Microsoft Corporation, Bellevue, WA 98007, USA.
IEEE Trans Biomed Eng. 2009 Dec;56(12):2937-48. doi: 10.1109/TBME.2009.2027332. Epub 2009 Jul 24.
The question of how perception arises from neuronal activity in the visual cortex is of fundamental importance to many issues in cognitive neuroscience. To address this question, we adopt a unique experimental paradigm in which bistable stimuli, namely structure from motion (SFM), are employed to dissociate the visual input from perception while monitoring cortical neural activity. In this paper, we analyze the dynamic responses of the multiunit activity, simultaneously collected from multiple channels in the middle temporal visual cortex of awake behaving macaque monkeys, for decoding the bistable percepts of SFM in a response-time (RT) perceptual discrimination task. Our goal is to understand how the perceptual discriminative information of neuronal population activity evolves and accumulates over time to mediate behaviors. Here, we used a discriminative classifier called the logistic regression and contrasted it with two generative classifiers, namely the quadratic discriminant analysis (QDA) and linear discriminant analysis (LDA), to achieve the spatiotemporal integration of neural activity and dynamically decode the perceptual reports on a single-trial basis. We found that the logistic regression outperforms both QDA and LDA in terms of decoding accuracy for both single-channel and multichannel decoding of bistable percepts. Subsequent analysis of the temporal profile of neural population decoding in relation to RT revealed that the amplitude and latency of the decoding accuracy are highly correlated with the RT, thus indicating that the monkeys respond faster when the decoding accuracy is higher and has shorter latency. These findings suggest that enhanced neuronal discrimination ability and shortened neuronal discrimination latency may impact monkeys' behaviors.

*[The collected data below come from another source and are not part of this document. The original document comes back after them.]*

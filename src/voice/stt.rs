//! Speech-to-text (STT) processing
//!
//! Cloud transcription is a fallback path and never raises: any failure
//! is reported as an empty transcript, which callers treat as "no speech
//! detected".

use async_trait::async_trait;
use secrecy::{ExposeSecret, SecretString};
use serde_json::Value;

use super::wav::AudioBlob;
use crate::config::{Config, SpeechSettings, SttProviderKind, resource_base};
use crate::{Error, Result};

/// Confidence used when the service does not report one
pub const DEFAULT_CONFIDENCE: f32 = 0.9;

/// Confidence reported for Whisper transcripts (the API has none)
const WHISPER_CONFIDENCE: f32 = 0.95;

/// Fast transcription API version
const FAST_TRANSCRIPTION_API_VERSION: &str = "2024-11-15";

/// Whisper API version
const WHISPER_API_VERSION: &str = "2024-02-01";

/// Recognized text and how sure the recognizer is
#[derive(Debug, Clone, PartialEq)]
pub struct TranscriptionResult {
    pub text: String,
    pub confidence: f32,
}

impl TranscriptionResult {
    #[must_use]
    pub fn new(text: impl Into<String>, confidence: f32) -> Self {
        Self {
            text: text.into(),
            confidence: confidence.clamp(0.0, 1.0),
        }
    }

    /// "No speech detected"
    #[must_use]
    pub const fn empty() -> Self {
        Self {
            text: String::new(),
            confidence: 0.0,
        }
    }

    #[must_use]
    pub fn is_empty(&self) -> bool {
        self.text.trim().is_empty()
    }
}

/// Turns recorded audio into text
#[async_trait]
pub trait Transcriber: Send + Sync {
    /// Transcribe audio; failures yield [`TranscriptionResult::empty`]
    async fn transcribe(&self, audio: &AudioBlob) -> TranscriptionResult;
}

/// STT provider backend
#[derive(Clone, Copy, Debug)]
enum SttProvider {
    AzureSpeech,
    Whisper,
}

/// Transcribes speech to text over REST
pub struct SpeechToText {
    client: reqwest::Client,
    endpoint: String,
    api_key: SecretString,
    language: String,
    provider: SttProvider,
}

impl SpeechToText {
    /// Create an Azure Speech Services transcriber
    #[must_use]
    pub fn new_azure(settings: SpeechSettings) -> Self {
        Self {
            client: reqwest::Client::new(),
            endpoint: settings.endpoint,
            api_key: settings.api_key,
            language: settings.language,
            provider: SttProvider::AzureSpeech,
        }
    }

    /// Create an Azure OpenAI Whisper transcriber
    ///
    /// `url` is the full `audio/transcriptions` URL of the deployment.
    #[must_use]
    pub fn new_whisper(url: String, api_key: SecretString, language: String) -> Self {
        Self {
            client: reqwest::Client::new(),
            endpoint: url,
            api_key,
            language,
            provider: SttProvider::Whisper,
        }
    }

    /// Create the configured transcriber
    ///
    /// # Errors
    ///
    /// Returns [`Error::Config`] if the provider's endpoint or key is missing
    pub fn from_config(config: &Config) -> Result<Self> {
        match config.speech.provider {
            SttProviderKind::Azure => Ok(Self::new_azure(config.speech.require()?)),
            SttProviderKind::Whisper => {
                let endpoint = config.chat.endpoint.as_deref().ok_or_else(|| {
                    Error::Config("AZURE_OPENAI_ENDPOINT is required for Whisper".to_string())
                })?;
                let api_key = config.chat.api_key.as_ref().ok_or_else(|| {
                    Error::Config("AZURE_OPENAI_API_KEY is required for Whisper".to_string())
                })?;
                let url = format!(
                    "{}/openai/deployments/{}/audio/transcriptions?api-version={WHISPER_API_VERSION}",
                    resource_base(endpoint),
                    config.speech.whisper_deployment
                );
                Ok(Self::new_whisper(
                    url,
                    SecretString::from(api_key.expose_secret().to_string()),
                    config.speech.language.clone(),
                ))
            }
        }
    }

    /// Transcribe with Azure Speech, retrying once on the short-audio endpoint
    async fn transcribe_azure(&self, audio: &AudioBlob) -> Result<TranscriptionResult> {
        match self.transcribe_fast(audio).await {
            Ok(result) => Ok(result),
            Err(e) => {
                tracing::warn!(error = %e, "fast transcription failed, trying conversation endpoint");
                self.transcribe_conversation(audio).await
            }
        }
    }

    /// Azure fast transcription (multipart audio + definition)
    async fn transcribe_fast(&self, audio: &AudioBlob) -> Result<TranscriptionResult> {
        tracing::debug!(audio_bytes = audio.bytes.len(), "starting Azure fast transcription");

        let definition = serde_json::json!({ "locales": [self.language] }).to_string();
        let form = reqwest::multipart::Form::new()
            .part(
                "audio",
                reqwest::multipart::Part::bytes(audio.bytes.clone())
                    .file_name("audio.wav")
                    .mime_str(&audio.mime)
                    .map_err(|e| Error::Transport(e.to_string()))?,
            )
            .text("definition", definition);

        let url = format!(
            "{}/speechtotext/transcriptions:transcribe?api-version={FAST_TRANSCRIPTION_API_VERSION}",
            self.endpoint
        );

        let response = self
            .client
            .post(&url)
            .header("Ocp-Apim-Subscription-Key", self.api_key.expose_secret())
            .header("Accept", "application/json")
            .multipart(form)
            .send()
            .await?;

        self.read_result(response, "fast transcription").await
    }

    /// Azure short-audio recognition (raw WAV body)
    async fn transcribe_conversation(&self, audio: &AudioBlob) -> Result<TranscriptionResult> {
        let url = format!(
            "{}/speechtotext/recognition/conversation/cognitiveservices/v1?language={}",
            self.endpoint, self.language
        );

        let response = self
            .client
            .post(&url)
            .header("Ocp-Apim-Subscription-Key", self.api_key.expose_secret())
            .header(
                "Content-Type",
                "audio/wav; codecs=audio/pcm; samplerate=16000",
            )
            .header("Accept", "application/json")
            .body(audio.bytes.clone())
            .send()
            .await?;

        self.read_result(response, "conversation recognition").await
    }

    /// Transcribe using an Azure OpenAI Whisper deployment
    async fn transcribe_whisper(&self, audio: &AudioBlob) -> Result<TranscriptionResult> {
        tracing::debug!(audio_bytes = audio.bytes.len(), "starting Whisper transcription");

        let form = reqwest::multipart::Form::new()
            .part(
                "file",
                reqwest::multipart::Part::bytes(audio.bytes.clone())
                    .file_name("audio.wav")
                    .mime_str(&audio.mime)
                    .map_err(|e| Error::Transport(e.to_string()))?,
            )
            .text("model", "whisper-1")
            .text("response_format", "json");

        let response = self
            .client
            .post(&self.endpoint)
            .header("api-key", self.api_key.expose_secret())
            .multipart(form)
            .send()
            .await?;

        let mut result = self.read_result(response, "Whisper").await?;
        if !result.is_empty() {
            result.confidence = WHISPER_CONFIDENCE;
        }
        Ok(result)
    }

    async fn read_result(
        &self,
        response: reqwest::Response,
        label: &str,
    ) -> Result<TranscriptionResult> {
        let status = response.status();
        tracing::debug!(status = %status, api = label, "received response");

        if !status.is_success() {
            let body = response.text().await.unwrap_or_default();
            tracing::error!(status = %status, body = %body, api = label, "speech API error");
            return Err(Error::Transport(format!("{label} error {status}: {body}")));
        }

        let body: Value = response.json().await.map_err(|e| {
            tracing::error!(error = %e, api = label, "failed to parse response");
            e
        })?;

        Ok(normalize_response(&body))
    }
}

#[async_trait]
impl Transcriber for SpeechToText {
    async fn transcribe(&self, audio: &AudioBlob) -> TranscriptionResult {
        let outcome = match self.provider {
            SttProvider::AzureSpeech => self.transcribe_azure(audio).await,
            SttProvider::Whisper => self.transcribe_whisper(audio).await,
        };

        match outcome {
            Ok(result) => {
                tracing::info!(
                    transcript = %result.text,
                    confidence = result.confidence,
                    "transcription complete"
                );
                result
            }
            Err(e) => {
                tracing::warn!(error = %e, "transcription failed, treating as no speech");
                TranscriptionResult::empty()
            }
        }
    }
}

/// Normalize the known response shapes into one result
///
/// Handles batch `combinedRecognizedPhrases`, fast-transcription
/// `combinedPhrases`, short-audio `DisplayText` and Whisper `text`.
#[must_use]
pub fn normalize_response(body: &Value) -> TranscriptionResult {
    let first = |key: &str| body.get(key).and_then(|v| v.as_array()).and_then(|a| a.first());
    let confidence_of = |v: Option<&Value>, key: &str| {
        v.and_then(|v| v.get(key))
            .and_then(Value::as_f64)
            .filter(|c| *c > 0.0)
    };

    let (text, confidence) = if let Some(phrase) = first("combinedRecognizedPhrases") {
        (
            phrase.get("display").and_then(Value::as_str),
            confidence_of(Some(phrase), "confidence"),
        )
    } else if let Some(phrase) = first("combinedPhrases") {
        (
            phrase.get("text").and_then(Value::as_str),
            confidence_of(first("phrases"), "confidence"),
        )
    } else if body.get("DisplayText").is_some() || body.get("RecognitionStatus").is_some() {
        let status_ok = body
            .get("RecognitionStatus")
            .and_then(Value::as_str)
            .is_none_or(|s| s == "Success");
        let text = if status_ok {
            body.get("DisplayText").and_then(Value::as_str)
        } else {
            None
        };
        let confidence = confidence_of(Some(body), "Confidence")
            .or_else(|| confidence_of(first("NBest"), "Confidence"));
        (text, confidence)
    } else {
        (body.get("text").and_then(Value::as_str), None)
    };

    let text = text.map(str::trim).unwrap_or_default();
    if text.is_empty() {
        return TranscriptionResult::empty();
    }

    #[allow(clippy::cast_possible_truncation)]
    let confidence = confidence.map_or(DEFAULT_CONFIDENCE, |c| c as f32);
    TranscriptionResult::new(text, confidence)
}
//! Audio playback to speakers

use std::io::Cursor;
use std::sync::atomic::{AtomicBool, AtomicUsize, Ordering};
use std::sync::Arc;
use std::time::{Duration, Instant};

use cpal::traits::{DeviceTrait, HostTrait, StreamTrait};
use cpal::{SampleRate, StreamConfig};

use crate::{Error, Result};

/// Sample rate of synthesized speech (`audio-24khz-*` output formats)
pub const PLAYBACK_SAMPLE_RATE: u32 = 24_000;

/// Poll interval while waiting for playback to drain
const POLL_INTERVAL: Duration = Duration::from_millis(50);

/// Plays decoded speech on the default output device
pub struct AudioPlayback {
    config: StreamConfig,
}

impl AudioPlayback {
    /// Open the default output device
    ///
    /// # Errors
    ///
    /// Returns error if no output device supports the playback rate
    pub fn new() -> Result<Self> {
        let host = cpal::default_host();

        let device = host
            .default_output_device()
            .ok_or_else(|| Error::Environment("no output device available".to_string()))?;

        let supports = |channels: u16| {
            device.supported_output_configs().ok()?.find(|c| {
                c.channels() == channels
                    && c.sample_format() == cpal::SampleFormat::F32
                    && c.min_sample_rate() <= SampleRate(PLAYBACK_SAMPLE_RATE)
                    && c.max_sample_rate() >= SampleRate(PLAYBACK_SAMPLE_RATE)
            })
        };

        let supported_config = supports(1)
            .or_else(|| supports(2))
            .ok_or_else(|| Error::Audio("no suitable output config found".to_string()))?;

        let config = supported_config
            .with_sample_rate(SampleRate(PLAYBACK_SAMPLE_RATE))
            .config();

        tracing::debug!(
            device = device.name().unwrap_or_default(),
            sample_rate = PLAYBACK_SAMPLE_RATE,
            channels = config.channels,
            "audio playback initialized"
        );

        Ok(Self { config })
    }

    /// Decode MP3 bytes and play them, blocking until done or cancelled
    ///
    /// Returns `Ok(false)` when playback was cut short by `cancel`.
    ///
    /// # Errors
    ///
    /// Returns error if decoding or playback fails
    pub fn play_mp3_blocking(&self, mp3_data: &[u8], cancel: &AtomicBool) -> Result<bool> {
        let samples = decode_mp3(mp3_data)?;
        self.play_samples_blocking(samples, cancel)
    }

    fn play_samples_blocking(&self, samples: Vec<f32>, cancel: &AtomicBool) -> Result<bool> {
        if samples.is_empty() {
            return Ok(true);
        }

        let host = cpal::default_host();
        let device = host
            .default_output_device()
            .ok_or_else(|| Error::Environment("no output device".to_string()))?;

        let channels = usize::from(self.config.channels);
        let sample_count = samples.len();
        let samples = Arc::new(samples);
        let position = Arc::new(AtomicUsize::new(0));

        let stream = {
            let samples = Arc::clone(&samples);
            let position = Arc::clone(&position);
            device
                .build_output_stream(
                    &self.config,
                    move |data: &mut [f32], _: &cpal::OutputCallbackInfo| {
                        let mut pos = position.load(Ordering::Relaxed);
                        for frame in data.chunks_mut(channels) {
                            let sample = samples.get(pos).copied().unwrap_or(0.0);
                            frame.fill(sample);
                            if pos < samples.len() {
                                pos += 1;
                            }
                        }
                        position.store(pos, Ordering::Relaxed);
                    },
                    |err| {
                        tracing::error!(error = %err, "audio playback error");
                    },
                    None,
                )
                .map_err(|e| Error::Audio(e.to_string()))?
        };

        stream.play().map_err(|e| Error::Audio(e.to_string()))?;

        let duration_ms = (sample_count as u64 * 1000) / u64::from(PLAYBACK_SAMPLE_RATE);
        let timeout = Duration::from_millis(duration_ms + 500);
        let start = Instant::now();

        let mut completed = true;
        while position.load(Ordering::Relaxed) < sample_count {
            if cancel.load(Ordering::Relaxed) {
                completed = false;
                break;
            }
            if start.elapsed() > timeout {
                tracing::warn!("playback did not drain before timeout");
                break;
            }
            std::thread::sleep(POLL_INTERVAL);
        }

        if completed {
            // Let the device flush its last buffer
            std::thread::sleep(Duration::from_millis(100));
        }

        drop(stream);
        tracing::debug!(samples = sample_count, completed, "playback finished");

        Ok(completed)
    }
}

/// Decode MP3 bytes to mono f32 samples
///
/// # Errors
///
/// Returns error if the data is not valid MP3
pub fn decode_mp3(mp3_data: &[u8]) -> Result<Vec<f32>> {
    let mut decoder = minimp3::Decoder::new(Cursor::new(mp3_data));
    let mut samples = Vec::new();

    loop {
        match decoder.next_frame() {
            Ok(frame) => {
                if frame.channels == 2 {
                    samples.extend(frame.data.chunks(2).map(|pair| {
                        let left = f32::from(pair[0]) / 32768.0;
                        let right = f32::from(pair.get(1).copied().unwrap_or(pair[0])) / 32768.0;
                        f32::midpoint(left, right)
                    }));
                } else {
                    samples.extend(frame.data.iter().map(|&s| f32::from(s) / 32768.0));
                }
            }
            Err(minimp3::Error::Eof) => break,
            Err(e) => return Err(Error::Audio(format!("MP3 decode error: {e}"))),
        }
    }

    Ok(samples)
}

#[cfg(test)]
mod tests {
    use super::*;

    #[test]
    fn empty_mp3_decodes_to_nothing() {
        assert!(decode_mp3(&[]).unwrap().is_empty());
    }
}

视觉皮层中神经元活动如何产生感知的问题对认知神经科学的许多问题都具有重要意义。为了解决这个问题,我们采用了一种独特的实验范式,在该范式中,使用双稳态刺激(即运动结构)来分离视觉输入和感知,同时监测皮层神经活动。在本文中,我们分析了在清醒行为猕猴的中颞叶视觉皮层中从多个通道同时收集的多单位活动的动态响应,以在响应时间(RT)感知辨别任务中解码运动结构的双稳态知觉。我们的目标是了解神经元群体活动的感知辨别信息如何随时间演变和积累,以介导行为。在这里,我们使用了一种称为逻辑回归的判别分类器,并将其与两种生成分类器(即二次判别分析(QDA)和线性判别分析(LDA))进行了对比,以实现神经活动的时空整合,并在单次试验的基础上动态解码感知报告。我们发现,逻辑回归在单通道和多通道解码双稳态知觉的准确性方面均优于 QDA 和 LDA。随后对与 RT 相关的神经群体解码的时间分布进行分析表明,解码准确性的幅度和潜伏期与 RT 高度相关,这表明当解码准确性更高且潜伏期更短时,猴子的反应速度更快。这些发现表明,增强的神经元辨别能力和缩短的神经元辨别潜伏期可能会影响猴子的行为。